Further reading from this practice: Blockchain and Irish Law. For Hugh's background and qualifications, see Hugh Phelan.
A corporate file in cross-border practice rarely turns on a single document. It turns on a stack. Board resolutions authorising the transaction. A power of attorney appointing the signatory. Certified copies of the constitutional documents. Specimen signature attestations. Certificates of incumbency. Certified copies of the certificate of incorporation, the CRO printout, and any change of name or registered office. By the time the closing arrives, the notarial bundle for an Irish company doing business in continental Europe can easily run to twenty or thirty instruments.
This is a working note on what a corporate notarial file looks like in Cork practice, what each document does, and where the drafting and authentication tends to go wrong.
The categories of corporate notarial work
Corporate notarial work falls, in my experience, into five recurring categories.
The first is authority. A foreign counterparty wants to know that the person signing on behalf of the Irish company actually has the authority to bind the company. The supporting documents are the company's constitutional documents (memorandum and articles, or constitution), a board resolution recording the decision to enter the transaction and the appointment of a signatory, and a power of attorney or specimen signature page identifying the signatory.
The second is identity. The signatory must be identified to the notary by original photographic identification and the notary's certificate will record what was exhibited. Where the signatory is signing as a representative of the company, the corporate authority must accompany the personal identification.
The third is incumbency. A certificate of incumbency is a statement signed by an officer of the company, typically a director or company secretary, identifying the current directors and officers, the company's registered office, and the company's standing in the Companies Registration Office. A notarised certificate of incumbency is often required by foreign banks, registrars and notaries before they will accept any other document from the company.
The fourth is content. Some corporate documents — affidavits of standing, declarations of solvency for cross-border merger purposes, statements of beneficial ownership — must be notarised in the same form as personal affidavits, with the additional layer that the signatory is acting on behalf of the company.
The fifth is certified copies. Foreign authorities often require certified copies of original corporate documents rather than the originals. The notary's certificate that the copy is a true and faithful reproduction of the original, examined by the notary, is the standard authentication. A certified copy by the company secretary is not always accepted; a notarial certified copy is.
The board resolution problem
The board resolution is the document I most often see drafted badly. The resolution should record, in clear terms, the directors present, the matter resolved, the resolution itself, and the appointment of any signatory or attorney. The resolution should be dated, signed by the chairperson or company secretary, and entered in the company's minute book. The notarised copy attached to the bundle should be a certified copy of the entry in the minute book, not a fresh signed document produced for the purpose.

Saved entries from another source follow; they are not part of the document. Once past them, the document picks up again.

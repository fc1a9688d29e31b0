//! # Fiew Bot
//!
//! Posts queued markdown content or generated daily messages to the Fiew
//! Facebook page. Designed to run under an external scheduler (GitHub
//! Actions cron): one invocation, one post attempt, exit status reports the
//! outcome.
//!
//! # Architecture: One Linear Run
//!
//! ```text
//! 1. Config    defaults → config.toml → FB_* env    (layered merge)
//! 2. Content   posts/ queue  →  archive/            (or generated message)
//! 3. Render    markdown      →  plain text + tags
//! 4. Publish   POST /{page_id}/feed                 (Graph API)
//! ```
//!
//! There is deliberately no state beyond the filesystem: the posts directory
//! is the queue, archiving a file is the act of consuming it, and each run
//! writes its own log file. Failures are logged once and the process exits
//! non-zero; the next scheduler tick is the retry policy.
//!
//! # Module Map
//!
//! | Module | Role |
//! |--------|------|
//! | [`config`] | Layered `config.toml` + environment loading, validation, merging |
//! | [`posts`] | Posts queue: next markdown file by name, archive on consume |
//! | [`daily`] | Generated messages: special calendar dates, day-of-week themes |
//! | [`render`] | Markdown → plain-text post body, hashtags, length cap |
//! | [`graph`] | Graph API client: token check, feed publish |
//! | [`logging`] | tracing setup: stdout plus a per-run log file |

pub mod config;
pub mod daily;
pub mod graph;
pub mod logging;
pub mod posts;
pub mod render;

#[cfg(test)]
pub(crate) mod test_helpers;
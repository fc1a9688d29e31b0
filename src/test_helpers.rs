//! Shared test utilities for the fiew-bot test suite.

use tempfile::TempDir;

/// Create a temp posts directory pre-populated with `(name, content)` files.
pub fn posts_dir_with(files: &[(&str, &str)]) -> TempDir {
    let tmp = TempDir::new().unwrap();
    for (name, content) in files {
        std::fs::write(tmp.path().join(name), content).unwrap();
    }
    tmp
}
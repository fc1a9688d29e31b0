//! Posts queue scanning and archiving.
//!
//! The posts directory is a flat queue of markdown files. Each run consumes
//! at most one: the first file in case-insensitive filename order. Consumed
//! files are renamed into `<posts_dir>/archive/` with a timestamp suffix so
//! they are never reprocessed.

use chrono::Local;
use std::fs;
use std::path::{Path, PathBuf};
use thiserror::Error;
use tracing::info;

#[derive(Error, Debug)]
pub enum PostsError {
    #[error("IO error: {0}")]
    Io(#[from] std::io::Error),
}

/// A queued post pulled from the posts directory.
#[derive(Debug)]
pub struct QueuedPost {
    /// The markdown file the content came from.
    pub source: PathBuf,
    /// Raw markdown content.
    pub content: String,
}

/// Find the next queued markdown post, if any.
///
/// A missing posts directory is created (first run on a fresh checkout) and
/// reported as empty. Files are ordered by lowercased filename so the queue
/// drains deterministically regardless of filesystem order.
pub fn next_post(posts_dir: &Path) -> Result<Option<QueuedPost>, PostsError> {
    if !posts_dir.exists() {
        fs::create_dir_all(posts_dir)?;
        info!(dir = %posts_dir.display(), "created posts directory");
        return Ok(None);
    }

    let mut md_files: Vec<PathBuf> = fs::read_dir(posts_dir)?
        .filter_map(|e| e.ok())
        .map(|e| e.path())
        .filter(|p| {
            p.is_file()
                && p.extension()
                    .map(|e| e.eq_ignore_ascii_case("md"))
                    .unwrap_or(false)
        })
        .collect();

    if md_files.is_empty() {
        return Ok(None);
    }

    md_files.sort_by_key(|p| {
        p.file_name()
            .map(|n| n.to_string_lossy().to_lowercase())
            .unwrap_or_default()
    });

    let source = md_files.swap_remove(0);
    let content = fs::read_to_string(&source)?;
    Ok(Some(QueuedPost { source, content }))
}

/// Move a consumed post into `<posts_dir>/archive/`.
///
/// The archived name is `<stem>_<YYYYMMDD_HHMMSS><ext>`; the timestamp keeps
/// re-queued files with the same name from colliding. Returns the archived
/// path.
pub fn archive_post(posts_dir: &Path, source: &Path) -> Result<PathBuf, PostsError> {
    let archive_dir = posts_dir.join("archive");
    fs::create_dir_all(&archive_dir)?;

    let stem = source
        .file_stem()
        .map(|s| s.to_string_lossy().to_string())
        .unwrap_or_default();
    let ext = source
        .extension()
        .map(|e| format!(".{}", e.to_string_lossy()))
        .unwrap_or_default();
    let timestamp = Local::now().format("%Y%m%d_%H%M%S");

    let target = archive_dir.join(format!("{stem}_{timestamp}{ext}"));
    fs::rename(source, &target)?;
    Ok(target)
}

The reason for the discipline is that the foreign counterparty will sometimes ask, months or years after the closing, for a copy of the original resolution. If the resolution exists only in the bundle that was notarised, and no entry exists in the minute book, the corporate record is incomplete and the foreign authority's request cannot be answered. The minute book is the company's contemporaneous record and the notarial work should track it.

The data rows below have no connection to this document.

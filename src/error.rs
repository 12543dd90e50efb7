use std::path::PathBuf;

pub type Result<T> = std::result::Result<T, Error>;

#[derive(Debug, thiserror::Error)]
pub enum Error {
    #[error("I/O error: {0}")]
    Io(#[from] std::io::Error),

    #[error("database open error: {0}")]
    RedbDatabase(#[from] redb::DatabaseError),

    #[error("database storage error: {0}")]
    RedbStorage(#[from] redb::StorageError),

    #[error("database transaction error: {0}")]
    RedbTransaction(#[from] redb::TransactionError),

    #[error("database table error: {0}")]
    RedbTable(#[from] redb::TableError),

    #[error("database commit error: {0}")]
    RedbCommit(#[from] redb::CommitError),

    #[error("record encoding error: {0}")]
    Encoding(#[from] bincode::Error),

    #[error("JSON error: {0}")]
    Json(#[from] serde_json::Error),

    #[error("could not extract text from {path}: {reason}")]
    Extraction { path: PathBuf, reason: String },

    #[error("index file is corrupt: {0}")]
    CorruptIndex(String),

    #[error("configuration error: {0}")]
    Config(String),

    #[error("{kind} not found: {name}")]
    NotFound { kind: &'static str, name: String },

    #[error("data directory does not exist and could not be created: {0}")]
    DataDir(PathBuf),
}
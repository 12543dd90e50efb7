use std::path::{Path, PathBuf};

use crate::error::{Error, Result};

/// File name of the persisted index inside the data directory.
pub const INDEX_FILE_NAME: &str = "index.redb";

#[derive(Debug, Clone)]
pub struct DataDir {
    root: PathBuf,
}

impl DataDir {
    /// Resolve the data directory from, in order of priority:
    /// 1. An explicit path (from --data-dir)
    /// 2. The DOCSEEK_DATA_DIR environment variable
    /// 3. The XDG data directory (~/.local/share/docseek/)
    pub fn resolve(explicit: Option<&Path>) -> Result<Self> {
        let root = if let Some(path) = explicit {
            path.to_path_buf()
        } else if let Ok(val) = std::env::var("DOCSEEK_DATA_DIR") {
            PathBuf::from(val)
        } else {
            xdg::BaseDirectories::with_prefix("docseek")
                .get_data_home()
                .ok_or_else(|| {
                    Error::Config(
                        "could not determine XDG data home directory".into(),
                    )
                })?
        };

        std::fs::create_dir_all(&root)
            .map_err(|_| Error::DataDir(root.clone()))?;

        Ok(Self { root })
    }

    pub fn root(&self) -> &Path {
        &self.root
    }

    /// Location of the index file, unless overridden with --index-file.
    pub fn index_file(&self, explicit: Option<&Path>) -> PathBuf {
        explicit
            .map(Path::to_path_buf)
            .unwrap_or_else(|| self.root.join(INDEX_FILE_NAME))
    }
}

The other common error in board resolutions is the absence of a clear quorum recording. Most Irish company constitutions require a minimum number of directors present for the resolution to be valid. A notarised resolution that does not record the directors present and the quorum requirement met is exposed if challenged later. The drafting takes a few additional sentences and avoids a category of problem.
The certificate of incumbency
The certificate of incumbency is a creature of foreign — particularly American and offshore — practice. Irish company law does not require it. Irish companies do not maintain it in the ordinary course. But the foreign authority asks for it routinely, and the company must produce one for the closing.
The contents are standard. The full registered name of the company, the registered office address, the company number, the date of incorporation, the current directors with their addresses, the company secretary with their address, the registered share capital and shareholding structure where required, and a statement that the company is in good standing on the register. The certificate is signed by a director or the company secretary, dated, and notarised.
The certificate is typically accompanied by a CRO printout obtained within twenty-four hours of the closing, certified by the notary as a true and faithful printout of the public register on that date. The combination of the company-signed certificate and the dated CRO printout is what foreign authorities are usually seeking, and the combination is more authoritative than either alone.
Specimen signatures
Where the corporate signatory is signing instruments that will be presented to foreign banks or registrars over an extended period, a specimen signature certificate is often useful. The certificate is a notarised document on which the signatory signs three or four times in the notary's presence, with the notary's certificate confirming that the signatures are those of the named individual, signed before the notary on the stated date, and that the individual exhibited specified identification.
The specimen signature is then held by the receiving authority — typically a foreign bank — and any future instrument signed by the same individual is checked against the specimen. The arrangement saves the cost and time of notarising every individual instrument over the life of a transaction or facility.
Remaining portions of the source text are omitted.